Der Geruch der Sixtinischen Kapelle

„Du weißt“, sagt Sean McGuire, der Therapeut, zu Will Hunting, dem Genie, „alles über Michelangelo und die Renaissance. Aber ich wette, du weiß nicht, wie die Sixtinische Kapelle riecht“. Damit hat der kluge Robin Williams etwas wesentliches über dieses junge störrische Genie gesagt. Und da dieses junge störrische Genie von Matt Damon gespielt wird, der zugleich, mit Ben Affleck, Good Will Hunting schrieb, hat Robin Williams auch etwas wesentliches über Good Will Hunting gesagt: Dieser Film weiß sehr viel darüber, wie man eine Story entwickelt und Figuren und wie ein guter Satz zu klingen hat. Aber es weiß nicht viel darüber, wie Menschen riechen. Ausgenommen Robin Williams natürlich, der weiß alles über Menschen und über die Schauspielerei wohl auch. Amerika wird diesen Film lieben, weil es Geschichten liebt, wie die seiner Entstehung. Und der Betrachter krümmt sich ein wenig bei der Vorstellung, er könne, was er doch möchte, diesen Film Lebensferne vorwerfen oder Oberflächlichkeit. Denn wie er entstand und wie die eben noch namen- wie arbeitslosen armen Schauspieler-Schweine Matt Damon und Ben Affleck auf dem Wege sind, Hollywoods Heroen zu werden, das ist auch eine durchaus lebensferne und oberflächliche Geschichte, aber sie ist passiert. Denn die beiden Schauspieler wollten, wie Tausende, einen Job und sie bekamen keinen, wie Tausende. Da haben sie sich halt selbst ein Buch geschrieben und verkauften es nur unter der Maßgabe ihrer eigenen Mitwirkung. Nun hat Good Will Hunting einen Golden Globe, einen Silbernen Bären sowie neun (9) Nominierungen für den Oscar und der Verleih wirbt mit der charmanten Zeile „In den USA die Nr. 1 hinter Titanic„. Und wir halten diesen Film kleinlaut für hoch überschätzt und glauben, der Erfolg sei, zu Teilen wenigstens, der traumhaften Geschichte seiner Entstehung geschuldet.

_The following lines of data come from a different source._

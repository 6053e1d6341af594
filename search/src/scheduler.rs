/*
  shunt, a sliding-block puzzle solver.
  Copyright (C) 2026 The Shunt Authors

  shunt is free software: you can redistribute it and/or modify
  it under the terms of the GNU General Public License as published by
  the Free Software Foundation, either version 3 of the License, or
  (at your option) any later version.

  shunt is distributed in the hope that it will be useful,
  but WITHOUT ANY WARRANTY; without even the implied warranty of
  MERCHANTABILITY or FITNESS FOR A PARTICULAR PURPOSE.  See the
  GNU General Public License for more details.

  You should have received a copy of the GNU General Public License
  along with this program.  If not, see <http://www.gnu.org/licenses/>.
*/

//! The outer scheduler choosing which of the three solving strategies to
//! run, and in what order. This is the piece that turns `run_search` — a
//! single uniform-cost pass at one fixed novelty width — into the three
//! user-selectable algorithms: a fixed width, pure UCS, or an iterative
//! widening sweep that falls back to UCS if no width below the piece count
//! finds a solution.

use shunt_core::Board;

use crate::{
    config::Config,
    limit::SearchLimit,
    search::{run_search, SearchError, SearchRunResult},
};

#[derive(Debug)]
/// The result of a complete solving run, combining every sub-call to
/// `run_search` the chosen algorithm made.
pub struct Solution {
    /// Whether a winning board was found.
    pub solved: bool,
    /// The winning board, if `solved`.
    pub final_board: Option<Board>,
    /// Nodes expanded, summed across every `run_search` call this algorithm
    /// made.
    pub expanded: u64,
    /// Nodes generated, summed across every `run_search` call this
    /// algorithm made.
    pub generated: u64,
    /// Nodes rejected as duplicates, summed across every `run_search` call
    /// this algorithm made.
    pub duplicated: u64,
    /// A human-readable label for which algorithm (and, where relevant,
    /// which width) produced this result.
    pub label: String,
}

impl Solution {
    fn empty() -> Solution {
        Solution {
            solved: false,
            final_board: None,
            expanded: 0,
            generated: 0,
            duplicated: 0,
            label: String::new(),
        }
    }

    fn absorb(&mut self, run: SearchRunResult) {
        self.expanded += run.expanded;
        self.generated += run.generated;
        self.duplicated += run.duplicated;
        if run.solved {
            self.solved = true;
            self.final_board = run.final_board;
        }
    }
}

/// Run the algorithm selected by `config` against `initial`, returning a
/// `Solution` that accumulates counters across every sub-search it took.
pub fn find_solution(
    initial: &Board,
    config: Config,
    limit: &SearchLimit,
) -> Result<Solution, SearchError> {
    match config.algorithm {
        1 => fixed_width(initial, limit),
        2 => pure_ucs(initial, limit),
        _ => iterative_widening(initial, limit),
    }
}

/// Algorithm 1: a single IW pass at a width one greater than the piece
/// count, wide enough that novelty pruning can never reject a state that
/// uniform-cost search itself would have accepted.
fn fixed_width(initial: &Board, limit: &SearchLimit) -> Result<Solution, SearchError> {
    let width = initial.num_pieces() as usize + 1;
    let mut solution = Solution::empty();
    let run = run_search(initial, width, limit)?;
    let solved = run.solved;
    solution.absorb(run);
    solution.label = format!("Algorithm1-IW({width})");
    if !solved {
        solution.label.push_str(" (no solution)");
    }
    Ok(solution)
}

/// Algorithm 2: plain uniform-cost search with no novelty pruning at all.
fn pure_ucs(initial: &Board, limit: &SearchLimit) -> Result<Solution, SearchError> {
    let mut solution = Solution::empty();
    let run = run_search(initial, 0, limit)?;
    let solved = run.solved;
    solution.absorb(run);
    solution.label = "Algorithm2-UCS".to_string();
    if !solved {
        solution.label.push_str(" (no solution)");
    }
    Ok(solution)
}

/// Algorithm 3: widen from IW(1) up to IW(`num_pieces`), one `run_search`
/// call per width, stopping at the first width that solves the puzzle. If
/// every width fails, fall back to a final pure UCS pass. Counters
/// accumulate across every sub-run, win or lose, so the reporter's totals
/// reflect the full search effort rather than only the winning pass.
fn iterative_widening(initial: &Board, limit: &SearchLimit) -> Result<Solution, SearchError> {
    let num_pieces = initial.num_pieces() as usize;
    let mut solution = Solution::empty();

    for width in 1..=num_pieces {
        let run = run_search(initial, width, limit)?;
        let solved = run.solved;
        solution.absorb(run);
        if solved {
            solution.label = format!("Algorithm3-IW({width})");
            return Ok(solution);
        }
    }

    let run = run_search(initial, 0, limit)?;
    let solved = run.solved;
    solution.absorb(run);
    solution.label = "Algorithm3-UCS".to_string();
    if !solved {
        solution.label.push_str(" (no solution)");
    }
    Ok(solution)
}

#[cfg(test)]
mod tests {
    use super::*;
    use shunt_core::Cell;

    fn board_of(rows: &[&str]) -> Board {
        Board::from_grid(
            rows.iter()
                .map(|r| r.chars().map(Cell::from_char).collect())
                .collect(),
        )
    }

    #[test]
    fn algorithm_one_label_names_its_fixed_width() {
        let b = board_of(&["0G "]);
        let s = find_solution(&b, Config::with_algorithm(1), &SearchLimit::new()).unwrap();
        assert!(s.solved);
        assert_eq!(s.label, "Algorithm1-IW(2)");
    }

    #[test]
    fn algorithm_two_label_is_plain_ucs() {
        let b = board_of(&["0G "]);
        let s = find_solution(&b, Config::with_algorithm(2), &SearchLimit::new()).unwrap();
        assert!(s.solved);
        assert_eq!(s.label, "Algorithm2-UCS");
    }

    #[test]
    fn algorithm_three_solves_at_the_narrowest_sufficient_width() {
        let b = board_of(&["0G "]);
        let s = find_solution(&b, Config::with_algorithm(3), &SearchLimit::new()).unwrap();
        assert!(s.solved);
        assert_eq!(s.label, "Algorithm3-IW(1)");
    }

    #[test]
    fn algorithm_three_falls_back_to_ucs_label_when_no_width_solves() {
        let b = board_of(&["0#G"]);
        let s = find_solution(&b, Config::with_algorithm(3), &SearchLimit::new()).unwrap();
        assert!(!s.solved);
        assert_eq!(s.label, "Algorithm3-UCS (no solution)");
    }

    #[test]
    fn cancellation_propagates_out_of_the_scheduler() {
        let b = board_of(&["0       G"]);
        let limit = SearchLimit::with_node_cap(1);
        let err = find_solution(&b, Config::with_algorithm(2), &limit).unwrap_err();
        assert_eq!(err, SearchError::Cancelled);
    }
}
/*
  shunt, a sliding-block puzzle solver.
  Copyright (C) 2026 The Shunt Authors

  shunt is free software: you can redistribute it and/or modify
  it under the terms of the GNU General Public License as published by
  the Free Software Foundation, either version 3 of the License, or
  (at your option) any later version.

  shunt is distributed in the hope that it will be useful,
  but WITHOUT ANY WARRANTY; without even the implied warranty of
  MERCHANTABILITY or FITNESS FOR A PARTICULAR PURPOSE.  See the
  GNU General Public License for more details.

  You should have received a copy of the GNU General Public License
  along with this program.  If not, see <http://www.gnu.org/licenses/>.
*/

//! The cell alphabet a board's grid is drawn from, and the digit/letter
//! pairing that tells whether a piece cell currently sits on a goal.

use std::fmt::{Display, Formatter, Result};

/// The maximum number of pieces a board may contain. Piece ids are single
/// digits, `0..MAX_PIECES`.
pub const MAX_PIECES: usize = 10;

#[derive(Copy, Clone, PartialEq, Eq, Debug, Hash)]
/// One cell of a board's grid, classified into the alphabet the move engine
/// and packer understand.
pub enum Cell {
    /// `' '`, an empty passable cell.
    Empty,
    /// `'#'` (or any other unrecognized character), an impassable wall.
    Wall,
    /// `'G'`, an uncovered goal square.
    Goal,
    /// `'0'..'9'`, a body cell of piece `id`, not currently on a goal.
    Piece(u8),
    /// `'H'..'Q'`, a body cell of piece `id`, currently on a goal.
    PieceOnGoal(u8),
}

impl Cell {
    /// Classify a raw grid character into a `Cell`.
    pub fn from_char(c: char) -> Cell {
        match c {
            ' ' => Cell::Empty,
            'G' => Cell::Goal,
            '0'..='9' => Cell::Piece(c as u8 - b'0'),
            'H'..='Q' => Cell::PieceOnGoal(c as u8 - b'H'),
            _ => Cell::Wall,
        }
    }

    /// Render this cell back to its grid character.
    pub fn to_char(self) -> char {
        match self {
            Cell::Empty => ' ',
            Cell::Wall => '#',
            Cell::Goal => 'G',
            Cell::Piece(id) => (b'0' + id) as char,
            Cell::PieceOnGoal(id) => (b'H' + id) as char,
        }
    }

    /// The piece id occupying this cell, in either form, or `None` if the
    /// cell is empty, a wall, or an uncovered goal.
    pub const fn piece_id(self) -> Option<u8> {
        match self {
            Cell::Piece(id) | Cell::PieceOnGoal(id) => Some(id),
            _ => None,
        }
    }

    /// Whether this cell belongs to the given piece, in either form.
    pub const fn is_piece(self, id: u8) -> bool {
        match self {
            Cell::Piece(p) | Cell::PieceOnGoal(p) => p == id,
            _ => false,
        }
    }

    /// Whether a piece may slide onto this cell: it must be empty, an
    /// uncovered goal, or already occupied by the same piece (which is about
    /// to vacate it anyway).
    pub const fn passable_for(self, id: u8) -> bool {
        matches!(self, Cell::Empty | Cell::Goal) || self.is_piece(id)
    }
}

impl Display for Cell {
    fn fmt(&self, f: &mut Formatter<'_>) -> Result {
        write!(f, "{}", self.to_char())
    }
}

/// The letter form (`'H'..'Q'`) of piece `digit - '0'`, mirroring the
/// original source's `letterPiece = pieceChar - '0' + 'H'`.
pub const fn letter_for(digit: u8) -> char {
    (b'H' + digit) as char
}

#[cfg(test)]
mod tests {
    use super::*;

    #[test]
    fn digit_and_letter_pair_to_same_id() {
        assert_eq!(Cell::from_char('3').piece_id(), Some(3));
        assert_eq!(Cell::from_char('K').piece_id(), Some(3));
    }

    #[test]
    fn round_trip_chars() {
        for c in [' ', '#', 'G', '0', '9', 'H', 'Q'] {
            assert_eq!(Cell::from_char(c).to_char(), c);
        }
    }

    #[test]
    fn wall_is_default_for_unknown_chars() {
        assert_eq!(Cell::from_char('%'), Cell::Wall);
    }

    #[test]
    fn letter_pairing_matches_spec() {
        assert_eq!(letter_for(0), 'H');
        assert_eq!(letter_for(9), 'Q');
    }
}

Aber neben der Geschichte von Matt Damon und Ben Affleck gibt es ja noch die von Will Hunting.

Will streift durch die Korridore von Havard, manchmal putzt er den Boden, manchmal schreibt er, anonym, Formeln an die Wand, über denen die Wissenschaftler seit zwei Jahren grübeln. Er improvisiert, in der Kneipe, einen Diskurs über die Geschichte des gesellschaftlichen Denkens – ausgehend von der ökonomischen Krise der Südstaaten zur Zeit der Sezession -, er kennt die Präzedenzurteile der amerikanischen Rechtsgeschichte und er sagt Sätze wie „Diese Symbiose aus Symbolismus und Expressionismus ist ziemlich konfus“. Andererseits haut er einem Burschen, der ihn als Kind einmal verprügelte, schon mal aufs Maul und wenn er einen Kerl fragt „Stehst du auf Pflaumen?“ dann ist das keine Frage, die Eßgewohnheiten beträfe. Will sagen, Will ist ein Genie, das nicht berühmt werden, nur ein Kumpel seiner Kumpels bleiben will. (Was im Übrigen auch verständlich ist, denn seinen Lieblingskumpel spielt sein Lieblingskumpel Ben Affleck und die beiden Jungens habens sich das ausgedacht). Und dann kommt der wunderbare Robin Willams als Therapeut und dann wird alles gut, irgendwie.

Gus Van Sant hat das inszeniert und die Inszenierung scheint besser als das Buch. Doch auch Van Sant kann nicht verbergen, daß die Geschichte glatt und funktional wie vom Reißbrett ist. Denn die Perspektive der Therapie könnte die Aufnahme einer Schlosserlehre so gut sein wie die Entgegennahme des Nobelpreises. Matt Damon ist womöglich ein begabter Schauspieler, aber so wenig Leonardo DiCaprio auf der Titanic ein Maler ist, so wenig ist Damon ein Genie. Die überragenden intellektuellen Fähigkeiten bleiben eine Behauptung, die in der Ausstrahlung des Schauspielers, und in seinem Text, nicht einen Augenblick lang Glaubwürdigkeit gewinnen. Eine mathematisch-kalt konstruierte Geschichte, die sich selbst keinen inneren Widerstand gönnt, keine Reibung, die wirklich zu überwinden wären: Und also weder Höhe noch Tiefe kennt. Talent im Detail, in manchem Satz und ein Robin Williams, der uns das gelegentlich vergessen läßt. Das Problem ist nicht die Entfernung von der Wirklichkeit, sondern die von der eigenen, inneren Glaubwürdigkeit.

Aber irgendwann wissen Matt Damon und Ben Affleck womöglich auch, was Robin Williams lange weiss: Dass und wie Menschen riechen. Schliesslich, der Satz ist von ihnen.

Sie wissen vielleicht nur noch nicht, was er bedeutet.